Perhaps. Some studies show that people with diabetes may benefit from fasting. This method is not used very often, though. The American Diabetes Association doesn’t think that fasting is a good way to control diabetes. The American Diabetes Association says that medical nutrition therapy and more physical exercise are examples of changes in behavior that can help people lose weight and take care of their diabetes.
You should know the risks of fasting, how to avoid them, and why people with diabetes should talk to their doctor before starting a fast.
Seasons for Fasting
Some fasts say you can’t eat at all. Intermittent fasting, on the other hand, means that you don’t eat at certain times but eat normally at other times.
Here are a few examples of plans for intermittent fasting:
I fast every other day. Every day of the week, you switch between eating your normal food and eating less than 600 calories. The famous 5:2 diet is also like this. On days 5 and 6, you eat your regular healthy food, but on days 2 and 3, you eat only 500 to 800 calories.
Time constrains spending. Getting all of the calories you need for the day in a set amount of time. On an 8-hour plan, you might only eat from 10 a.m. to 6 p.m., and then you might not eat again until 10 a.m. the next day.
Some people choose to fast for long periods of time for a number of reasons, including religious ones. On the other hand, if you have diabetes, going without food for more than 24 hours can be very dangerous.

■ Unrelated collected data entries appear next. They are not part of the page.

//! Valores diferidos: handles cuyo resultado estará disponible más tarde.
//!
//! Un step puede devolver un `Deferred` como resultado; si la ejecución se
//! lanza con `allow_async_args`, el resolver de paths espera (bloqueando el
//! hilo del engine) a que se complete antes de pasarlo al step dependiente.
//!
//! La espera no tiene timeout ni cancelación: un diferido que nunca se
//! completa bloquea el run indefinidamente. Si el `Resolver` se destruye sin
//! completar, la espera termina con `StepError::abandoned()`.
//!
//! Dentro de un runtime de tokio la espera se hace en un hilo auxiliar sin
//! contexto de runtime; el hilo que llama sigue bloqueado igualmente.

use std::fmt;
use std::sync::{Arc, Mutex, PoisonError};
use std::thread;

use serde_json::json;
use tokio::runtime::Handle;
use tokio::sync::oneshot;

use crate::constants::{DEFERRED_FAILED, DEFERRED_PENDING, DEFERRED_READY};
use crate::errors::StepError;
use crate::value::Value;

type Outcome = Result<Value, StepError>;

enum Slot {
    Pending(oneshot::Receiver<Outcome>),
    Ready(Outcome),
}

/// Handle compartido (barato de clonar) hacia un resultado futuro.
///
/// Todas las copias ven el mismo resultado: el primero que espera consume el
/// canal y memoriza el `Outcome`.
#[derive(Clone)]
pub struct Deferred {
    inner: Arc<Mutex<Slot>>,
}

/// Extremo productor de un `Deferred`.
#[derive(Debug)]
pub struct Resolver {
    tx: oneshot::Sender<Outcome>,
}

impl Resolver {
    pub fn resolve(self, value: impl Into<Value>) {
        self.complete(Ok(value.into()));
    }

    pub fn fail(self, error: StepError) {
        self.complete(Err(error));
    }

    pub fn complete(self, outcome: Outcome) {
        // Si todas las copias del Deferred se descartaron nadie espera el valor.
        let _ = self.tx.send(outcome);
    }
}

impl Deferred {
    /// Crea un par productor/consumidor.
    pub fn channel() -> (Resolver, Deferred) {
        let (tx, rx) = oneshot::channel();
        (Resolver { tx }, Deferred { inner: Arc::new(Mutex::new(Slot::Pending(rx))) })
    }

    /// Diferido ya resuelto.
    pub fn ready(value: impl Into<Value>) -> Self {
        Deferred { inner: Arc::new(Mutex::new(Slot::Ready(Ok(value.into())))) }
    }

    /// Ejecuta `f` en un hilo del sistema y devuelve el handle de su resultado.
    pub fn spawn<F>(f: F) -> Self
        where F: FnOnce() -> Outcome + Send + 'static
    {
        let (resolver, deferred) = Self::channel();
        std::thread::spawn(move || resolver.complete(f()));
        deferred
    }

    /// Espera (sin límite) el resultado. Bloquea el hilo actual.
    pub fn wait(&self) -> Outcome {
        let mut slot = self.inner.lock().unwrap_or_else(PoisonError::into_inner);
        let previous = std::mem::replace(&mut *slot, Slot::Ready(Err(StepError::abandoned())));
        let outcome = match previous {
            Slot::Ready(outcome) => outcome,
            Slot::Pending(rx) => receive(rx),
        };
        *slot = Slot::Ready(outcome.clone());
        outcome
    }

    /// Consulta sin bloquear; `None` mientras siga pendiente.
    pub fn peek(&self) -> Option<Outcome> {
        let mut slot = self.inner.lock().unwrap_or_else(PoisonError::into_inner);
        let polled = match &mut *slot {
            Slot::Ready(outcome) => return Some(outcome.clone()),
            Slot::Pending(rx) => rx.try_recv(),
        };
        let outcome = match polled {
            Ok(outcome) => outcome,
            Err(oneshot::error::TryRecvError::Empty) => return None,
            Err(oneshot::error::TryRecvError::Closed) => Err(StepError::abandoned()),
        };
        *slot = Slot::Ready(outcome.clone());
        Some(outcome)
    }

    pub fn is_ready(&self) -> bool {
        self.peek().is_some()
    }

    pub fn ptr_eq(&self, other: &Deferred) -> bool {
        Arc::ptr_eq(&self.inner, &other.inner)
    }

    /// Estado actual del diferido como JSON, sin bloquear. Depende de cuándo
    /// se consulte: sólo para reportes y depuración.
    pub fn snapshot(&self) -> serde_json::Value {
        match self.peek() {
            None => json!({ "deferred": DEFERRED_PENDING }),
            Some(Ok(value)) => json!({ "deferred": DEFERRED_READY, "value": value.to_snapshot_json() }),
            Some(Err(error)) => json!({ "deferred": DEFERRED_FAILED, "error": error.to_json() }),
        }
    }
}

/// `blocking_recv` hace panic en un hilo con contexto de tokio; en ese caso
/// se recibe desde un hilo auxiliar.
fn receive(rx: oneshot::Receiver<Outcome>) -> Outcome {
    let received = if Handle::try_current().is_ok() {
        thread::scope(|scope| scope.spawn(move || rx.blocking_recv()).join()).ok()
                                                                              .and_then(Result::ok)
    } else {
        rx.blocking_recv().ok()
    };
    received.unwrap_or_else(|| Err(StepError::abandoned()))
}

impl fmt::Debug for Deferred {
    fn fmt(&self, f: &mut fmt::Formatter<'_>) -> fmt::Result {
        match self.peek() {
            None => f.write_str("Deferred(pending)"),
            Some(Ok(value)) => write!(f, "Deferred(ready: {value:?})"),
            Some(Err(error)) => write!(f, "Deferred(failed: {error})"),
        }
    }
}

More study is needed to find out if it is safe in the long run. Most research on intermittent fasting has been done on middle-aged people who are overweight. We need to do more study to find out if it is safe for people of all ages and sizes.

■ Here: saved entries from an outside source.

//! API de introspección: consultas puras sobre `Step` y `Pipeline`.
//!
//! El estado de un pipeline es un agregado de sus steps:
//! - `Failed` si algún step falló,
//! - `Successful` si todos terminaron bien (un pipeline vacío, sólo tras
//!   ejecutarse),
//! - `NotStarted` en otro caso.

use std::fmt;

use crate::errors::IntrospectError;
use crate::step::{Failure, FailureReason, Step, StepRun, StepStatus};
use crate::pipeline::{Pipeline, RunSummary};
use crate::value::{Bindings, State, Value};

/// Consultas comunes a steps y pipelines.
pub trait Inspect {
    fn status(&self) -> StepStatus;

    fn is_not_started(&self) -> bool {
        self.status() == StepStatus::NotStarted
    }

    fn is_successful(&self) -> bool {
        self.status() == StepStatus::Successful
    }

    fn is_failed(&self) -> bool {
        self.status() == StepStatus::Failed
    }

    /// Resultado de un step/pipeline exitoso.
    fn result(&self) -> Result<&Value, IntrospectError>;

    fn bindings(&self) -> &Bindings;
}

impl Inspect for Step {
    fn status(&self) -> StepStatus {
        self.run.as_ref().map_or(StepStatus::NotStarted, StepRun::status)
    }

    fn result(&self) -> Result<&Value, IntrospectError> {
        self.run
            .as_ref()
            .and_then(|r| r.outcome.result())
            .ok_or_else(|| IntrospectError::NotSuccessful { entity: format!("step '{}'", self.name),
                                                            status: self.status() })
    }

    fn bindings(&self) -> &Bindings {
        &self.bindings
    }
}

impl Step {
    pub fn failure(&self) -> Option<&Failure> {
        self.run.as_ref().and_then(|r| r.outcome.failure())
    }

    pub fn failure_reason(&self) -> Option<FailureReason> {
        self.failure().map(Failure::reason)
    }

    pub fn failure_value(&self) -> Option<Value> {
        self.failure().map(Failure::value)
    }

    pub fn failure_message(&self) -> Option<String> {
        self.failure().map(Failure::message)
    }

    pub fn resolved_args(&self) -> Option<&[Value]> {
        self.run.as_ref().map(|r| r.resolved_args.as_slice())
    }

    pub fn elapsed_ms(&self) -> Option<f64> {
        self.run.as_ref().map(|r| r.elapsed_ms)
    }
}

/// Referencia a un step por nombre o por índice.
#[derive(Debug, Clone, PartialEq, Eq)]
pub enum StepRef {
    Name(String),
    Index(usize),
}

impl From<&str> for StepRef {
    fn from(name: &str) -> Self {
        StepRef::Name(name.to_string())
    }
}

impl From<String> for StepRef {
    fn from(name: String) -> Self {
        StepRef::Name(name)
    }
}

impl From<usize> for StepRef {
    fn from(index: usize) -> Self {
        StepRef::Index(index)
    }
}

impl fmt::Display for StepRef {
    fn fmt(&self, f: &mut fmt::Formatter<'_>) -> fmt::Result {
        match self {
            StepRef::Name(name) => write!(f, "'{name}'"),
            StepRef::Index(i) => write!(f, "#{i}"),
        }
    }
}

impl Inspect for Pipeline {
    fn status(&self) -> StepStatus {
        if self.steps.iter().any(Inspect::is_failed) {
            StepStatus::Failed
        } else if self.steps.is_empty() {
            if self.summary.is_some() {
                StepStatus::Successful
            } else {
                StepStatus::NotStarted
            }
        } else if self.steps.iter().all(Inspect::is_successful) {
            StepStatus::Successful
        } else {
            StepStatus::NotStarted
        }
    }

    /// Resultado del último step de un pipeline exitoso.
    fn result(&self) -> Result<&Value, IntrospectError> {
        let status = self.status();
        if status != StepStatus::Successful {
            return Err(IntrospectError::NotSuccessful { entity: "pipeline".to_string(),
                                                        status });
        }
        self.steps.last().ok_or(IntrospectError::NoSteps)?.result()
    }

    fn bindings(&self) -> &Bindings {
        &self.bindings
    }
}

impl Pipeline {
    pub fn steps(&self) -> &[Step] {
        &self.steps
    }

    pub fn step(&self, which: impl Into<StepRef>) -> Option<&Step> {
        match which.into() {
            StepRef::Name(name) => self.steps.iter().find(|s| s.name == name),
            StepRef::Index(i) => self.steps.get(i),
        }
    }

    /// Steps fallidos; con la parada en el primer fallo hay como mucho uno.
    pub fn failed_steps(&self) -> Vec<&Step> {
        self.steps.iter().filter(|s| s.is_failed()).collect()
    }

    pub fn failed_step(&self) -> Option<&Step> {
        self.steps.iter().find(|s| s.is_failed())
    }

    /// Args del último run; `None` si nunca se ha ejecutado.
    pub fn args(&self) -> Option<&State> {
        self.args.as_ref()
    }

    pub fn summary(&self) -> Option<&RunSummary> {
        self.summary.as_ref()
    }

    pub fn final_state(&self) -> Option<&State> {
        self.summary.as_ref().map(|s| &s.final_state)
    }

    /// Último step ejecutado en el run.
    pub fn last_executed_step(&self) -> Option<&Step> {
        self.steps.iter().rev().find(|s| s.run.is_some())
    }

    pub fn failure_reason(&self) -> Option<FailureReason> {
        self.summary.as_ref().and_then(RunSummary::failure).map(Failure::reason)
    }

    pub fn failure_value(&self) -> Option<Value> {
        self.summary.as_ref().and_then(RunSummary::failure).map(Failure::value)
    }

    pub fn failure_message(&self) -> Option<String> {
        self.summary.as_ref().and_then(RunSummary::failure).map(Failure::message)
    }

    pub fn elapsed_ms(&self) -> Option<f64> {
        self.summary.as_ref().map(|s| s.elapsed_ms)
    }
}

#[cfg(test)]
mod tests {
    use super::*;
    use crate::bindings;
    use crate::path::Path;
    use crate::pipeline::make;
    use crate::step::StepFn;

    fn template() -> Pipeline {
        let a = Step::action("a", StepFn::nullary(|| Ok(Value::from(1))), Vec::<Path>::new());
        let b = Step::action("b", StepFn::nullary(|| Ok(Value::from(2))), Vec::<Path>::new());
        make(bindings! { "k" => "v" }, vec![a, b]).unwrap()
    }

    #[test]
    fn template_is_not_started_and_has_no_result() {
        let p = template();
        assert!(p.is_not_started());
        assert!(!p.is_successful());
        assert!(p.args().is_none());
        assert!(p.failed_step().is_none());
        let err = p.result().unwrap_err();
        assert_eq!(err,
                   IntrospectError::NotSuccessful { entity: "pipeline".into(),
                                                    status: StepStatus::NotStarted });
    }

    #[test]
    fn step_lookup_by_name_and_index() {
        let p = template();
        assert_eq!(p.step("b").map(Step::name), Some("b"));
        assert_eq!(p.step(0).map(Step::name), Some("a"));
        assert!(p.step("zzz").is_none());
        assert!(p.step(7).is_none());
    }

    #[test]
    fn step_failure_fields_are_absent_unless_failed() {
        let p = template();
        let a = p.step("a").unwrap();
        assert!(a.failure_reason().is_none());
        assert!(a.failure_message().is_none());
        assert_eq!(a.bindings().get("k"), Some(&Value::from("v")));
        assert!(a.result().is_err());
    }

    #[test]
    fn empty_pipeline_status_depends_on_having_run() {
        let p = Pipeline::default();
        assert!(p.is_not_started());
        assert_eq!(p.result().unwrap_err(),
                   IntrospectError::NotSuccessful { entity: "pipeline".into(),
                                                    status: StepStatus::NotStarted });
    }
}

Several studies show that fasting can be good for your health in general. For instance, inflammation could be reduced, weight loss could be made easier, and cholesterol levels could be kept in check. During a fast, your body may be better able to deal with glucose (blood sugar).
The American Diabetes Association says that people who are overweight or obese who lose weight can lower their A1c number (a measure of how well their blood sugar has been managed over the past two to three months) and their risk of getting heart disease. You don’t have to fast to lose weight.
Whether or not you fast can also change how much insulin you need to take. Some people with type 1 diabetes were able to use less insulin when they went on a fasting diet.
A number of organs that are affected by diabetes may also benefit from fasting. The liver stores glucose in the form of glycogen. Your body needs about 12 hours to break down glucose. If you don’t eat, your body will start to burn fat for energy. This helps to get rid of body fat. Also, it gives the glands that make insulin, the hormone that controls how much sugar is in the blood, a break.